- **Your task**
Could you write out every entry exactly as it stands?

- **Data to examine**
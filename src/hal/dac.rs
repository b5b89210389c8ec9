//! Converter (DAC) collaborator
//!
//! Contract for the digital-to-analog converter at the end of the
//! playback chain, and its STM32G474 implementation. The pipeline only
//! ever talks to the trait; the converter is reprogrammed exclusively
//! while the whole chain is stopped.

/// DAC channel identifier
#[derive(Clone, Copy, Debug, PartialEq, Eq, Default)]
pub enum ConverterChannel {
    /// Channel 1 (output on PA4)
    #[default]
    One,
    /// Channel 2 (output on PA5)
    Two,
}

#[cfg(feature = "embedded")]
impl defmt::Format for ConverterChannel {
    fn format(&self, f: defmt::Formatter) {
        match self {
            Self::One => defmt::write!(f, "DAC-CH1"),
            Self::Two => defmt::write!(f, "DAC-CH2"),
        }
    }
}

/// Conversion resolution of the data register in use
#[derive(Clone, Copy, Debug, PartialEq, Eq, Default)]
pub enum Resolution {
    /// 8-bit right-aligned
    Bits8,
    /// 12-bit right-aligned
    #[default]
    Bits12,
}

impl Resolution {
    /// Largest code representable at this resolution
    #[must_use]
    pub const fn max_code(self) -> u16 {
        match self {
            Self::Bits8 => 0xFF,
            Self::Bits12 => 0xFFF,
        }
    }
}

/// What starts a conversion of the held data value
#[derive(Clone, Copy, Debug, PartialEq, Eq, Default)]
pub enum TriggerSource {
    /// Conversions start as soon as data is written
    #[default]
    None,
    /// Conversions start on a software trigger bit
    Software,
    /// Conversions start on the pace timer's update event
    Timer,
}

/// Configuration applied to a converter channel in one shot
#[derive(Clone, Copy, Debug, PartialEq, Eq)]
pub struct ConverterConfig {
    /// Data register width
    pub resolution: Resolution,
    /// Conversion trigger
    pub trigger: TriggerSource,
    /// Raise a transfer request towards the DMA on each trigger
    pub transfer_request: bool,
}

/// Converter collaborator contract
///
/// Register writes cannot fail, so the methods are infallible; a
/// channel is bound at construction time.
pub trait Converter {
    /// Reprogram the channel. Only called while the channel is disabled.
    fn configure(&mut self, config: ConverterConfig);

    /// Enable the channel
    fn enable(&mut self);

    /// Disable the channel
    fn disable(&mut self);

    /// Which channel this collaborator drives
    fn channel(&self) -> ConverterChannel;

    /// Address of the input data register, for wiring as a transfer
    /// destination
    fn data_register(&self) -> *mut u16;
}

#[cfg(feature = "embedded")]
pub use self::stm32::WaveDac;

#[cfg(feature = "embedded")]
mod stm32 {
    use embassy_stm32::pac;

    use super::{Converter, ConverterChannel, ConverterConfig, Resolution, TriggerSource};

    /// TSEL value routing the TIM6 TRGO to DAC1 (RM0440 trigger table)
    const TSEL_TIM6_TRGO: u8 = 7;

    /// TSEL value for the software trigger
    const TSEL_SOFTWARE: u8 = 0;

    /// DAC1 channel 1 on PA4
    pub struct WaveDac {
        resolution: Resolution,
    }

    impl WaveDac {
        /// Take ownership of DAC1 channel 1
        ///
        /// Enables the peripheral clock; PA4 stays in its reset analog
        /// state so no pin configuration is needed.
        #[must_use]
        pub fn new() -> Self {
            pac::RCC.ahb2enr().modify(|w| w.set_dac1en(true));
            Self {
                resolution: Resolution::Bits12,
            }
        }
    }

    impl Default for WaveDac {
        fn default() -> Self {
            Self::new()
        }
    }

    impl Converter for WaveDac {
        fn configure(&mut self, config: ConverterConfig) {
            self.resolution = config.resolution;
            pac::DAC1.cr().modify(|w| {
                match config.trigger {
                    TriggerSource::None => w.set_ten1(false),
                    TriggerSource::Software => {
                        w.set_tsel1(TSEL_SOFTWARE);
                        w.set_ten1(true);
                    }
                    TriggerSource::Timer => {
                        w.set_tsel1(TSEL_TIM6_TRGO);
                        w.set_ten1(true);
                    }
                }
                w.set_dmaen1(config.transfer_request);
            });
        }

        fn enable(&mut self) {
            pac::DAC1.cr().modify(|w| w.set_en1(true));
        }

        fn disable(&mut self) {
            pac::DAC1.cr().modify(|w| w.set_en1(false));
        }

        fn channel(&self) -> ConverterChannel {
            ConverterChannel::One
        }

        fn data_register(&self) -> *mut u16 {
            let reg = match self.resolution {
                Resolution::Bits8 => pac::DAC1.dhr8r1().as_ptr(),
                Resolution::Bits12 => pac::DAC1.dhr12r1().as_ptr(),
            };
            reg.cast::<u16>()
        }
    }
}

- **Expected answer**
filename src/hal/dac.rs
repository b5b89210389c8ec9
//! Converter (DAC) collaborator
//!
//! Contract for the digital-to-analog converter at the end of the
//! playback chain, and its STM32G474 implementation. The pipeline only
//! ever talks to the trait; the converter is reprogrammed exclusively
//! while the whole chain is stopped.

/// DAC channel identifier
#[derive(Clone, Copy, Debug, PartialEq, Eq, Default)]
pub enum ConverterChannel {
    /// Channel 1 (output on PA4)
    #[default]
    One,
    /// Channel 2 (output on PA5)
    Two,
}

#[cfg(feature = "embedded")]
impl defmt::Format for ConverterChannel {
    fn format(&self, f: defmt::Formatter) {
        match self {
            Self::One => defmt::write!(f, "DAC-CH1"),
            Self::Two => defmt::write!(f, "DAC-CH2"),
        }
    }
}

/// Conversion resolution of the data register in use
#[derive(Clone, Copy, Debug, PartialEq, Eq, Default)]
pub enum Resolution {
    /// 8-bit right-aligned
    Bits8,
    /// 12-bit right-aligned
    #[default]
    Bits12,
}

impl Resolution {
    /// Largest code representable at this resolution
    #[must_use]
    pub const fn max_code(self) -> u16 {
        match self {
            Self::Bits8 => 0xFF,
            Self::Bits12 => 0xFFF,
        }
    }
}

/// What starts a conversion of the held data value
#[derive(Clone, Copy, Debug, PartialEq, Eq, Default)]
pub enum TriggerSource {
    /// Conversions start as soon as data is written
    #[default]
    None,
    /// Conversions start on a software trigger bit
    Software,
    /// Conversions start on the pace timer's update event
    Timer,
}

/// Configuration applied to a converter channel in one shot
#[derive(Clone, Copy, Debug, PartialEq, Eq)]
pub struct ConverterConfig {
    /// Data register width
    pub resolution: Resolution,
    /// Conversion trigger
    pub trigger: TriggerSource,
    /// Raise a transfer request towards the DMA on each trigger
    pub transfer_request: bool,
}

/// Converter collaborator contract
///
/// Register writes cannot fail, so the methods are infallible; a
/// channel is bound at construction time.
pub trait Converter {
    /// Reprogram the channel. Only called while the channel is disabled.
    fn configure(&mut self, config: ConverterConfig);

    /// Enable the channel
    fn enable(&mut self);

    /// Disable the channel
    fn disable(&mut self);

    /// Which channel this collaborator drives
    fn channel(&self) -> ConverterChannel;

    /// Address of the input data register, for wiring as a transfer
    /// destination
    fn data_register(&self) -> *mut u16;
}

#[cfg(feature = "embedded")]
pub use self::stm32::WaveDac;

#[cfg(feature = "embedded")]
mod stm32 {
    use embassy_stm32::pac;

    use super::{Converter, ConverterChannel, ConverterConfig, Resolution, TriggerSource};

    /// TSEL value routing the TIM6 TRGO to DAC1 (RM0440 trigger table)
    const TSEL_TIM6_TRGO: u8 = 7;

    /// TSEL value for the software trigger
    const TSEL_SOFTWARE: u8 = 0;

    /// DAC1 channel 1 on PA4
    pub struct WaveDac {
        resolution: Resolution,
    }

    impl WaveDac {
        /// Take ownership of DAC1 channel 1
        ///
        /// Enables the peripheral clock; PA4 stays in its reset analog
        /// state so no pin configuration is needed.
        #[must_use]
        pub fn new() -> Self {
            pac::RCC.ahb2enr().modify(|w| w.set_dac1en(true));
            Self {
                resolution: Resolution::Bits12,
            }
        }
    }

    impl Default for WaveDac {
        fn default() -> Self {
            Self::new()
        }
    }

    impl Converter for WaveDac {
        fn configure(&mut self, config: ConverterConfig) {
            self.resolution = config.resolution;
            pac::DAC1.cr().modify(|w| {
                match config.trigger {
                    TriggerSource::None => w.set_ten1(false),
                    TriggerSource::Software => {
                        w.set_tsel1(TSEL_SOFTWARE);
                        w.set_ten1(true);
                    }
                    TriggerSource::Timer => {
                        w.set_tsel1(TSEL_TIM6_TRGO);
                        w.set_ten1(true);
                    }
                }
                w.set_dmaen1(config.transfer_request);
            });
        }

        fn enable(&mut self) {
            pac::DAC1.cr().modify(|w| w.set_en1(true));
        }

        fn disable(&mut self) {
            pac::DAC1.cr().modify(|w| w.set_en1(false));
        }

        fn channel(&self) -> ConverterChannel {
            ConverterChannel::One
        }

        fn data_register(&self) -> *mut u16 {
            let reg = match self.resolution {
                Resolution::Bits8 => pac::DAC1.dhr8r1().as_ptr(),
                Resolution::Bits12 => pac::DAC1.dhr12r1().as_ptr(),
            };
            reg.cast::<u16>()
        }
    }
}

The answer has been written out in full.